***
— А-алексанХристофорыч, — начал Тесак, поглядывая на начальника, словно котёнок. — А вдруг он узнал про нас? — Тесак, ну что ТЫ несёшь? — грубо спросил тот, видимо, для вида. — Ему не до нас. — глава полиции сбавил тон и поднёс ко рту кружку молока. — Так ведь мало ли… Вдруг прознает, расскажет. — сельский писарь потупил взгляд. — Какая разница? Кому поверят — первому приезжему или главе Диканьки? — Бинх отставил кружку в сторону и принялся за печёную картошку. — Не беспокойся, про вечер помнишь? — Помню. — Ну и славно. — тот обернулся, рассматривая вполне себе помятые рожи жителей, сидящих за соседними столами. — И вообще, у тебя отчеты плохие, одним бумагомаранием занимаешься, переделывай! — тот ударил кулаком по столу, чуть ли не разливая молоко.

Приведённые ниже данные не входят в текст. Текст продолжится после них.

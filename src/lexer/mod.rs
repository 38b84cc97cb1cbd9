//! Convert text into tokens
use fallible_iterator::FallibleIterator;

mod chars;
mod number;
mod token;

pub use self::chars::{Chars, Location};
pub use self::number::Num;
pub use self::token::{next_token, Token, TokenErrorClass, TokenType, TokenizerError};

/// A stream of tokens
pub struct Tokens {
    source: Chars,
}

impl FallibleIterator for Tokens {
    type Item = Token;
    type Error = TokenizerError;

    fn next(&mut self) -> Result<Option<Token>, TokenizerError> {
        next_token(&mut self.source)
    }
}

impl Tokens {
    pub fn new(source: &str) -> Tokens {
        Tokens {
            source: Chars::from_str(source),
        }
    }
}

Страх Тесака перед начальником улетучился, когда тот почти незаметно подмигнул юноше.***
«И снова хлипкое строенье, И снова скоро буду там», — подумал Гоголь, кажется, на мотив Пушкина. — «Нет, поэт из меня тоже такой себе» Дворик снова оказался пуст. Николай прислушался: ветер гулял, да и только. Писарь осторожно заглянул в окно, но тут же отпрыгнул, схватившись за сердце, которое, видимо, находилось уже не в грудной клетке, а билось в самых пятках: из хаты на него уставилась пара блестящих глаз. Гоголь, разучившись на несколько секунд дышать, рванул с места, чуть не запутался в собственных ногах и, пробираясь через высокий сухостой, побежал в сторону реки, и, на случай погони (?), нырнул в ледяную воду. Он мог легко заболеть и валяться в постели с две-три недели, если бы не одно, но — во владениях мавки Оксаны вода почти всегда была довольно-таки комфортной температуры. И такая кристально чистая…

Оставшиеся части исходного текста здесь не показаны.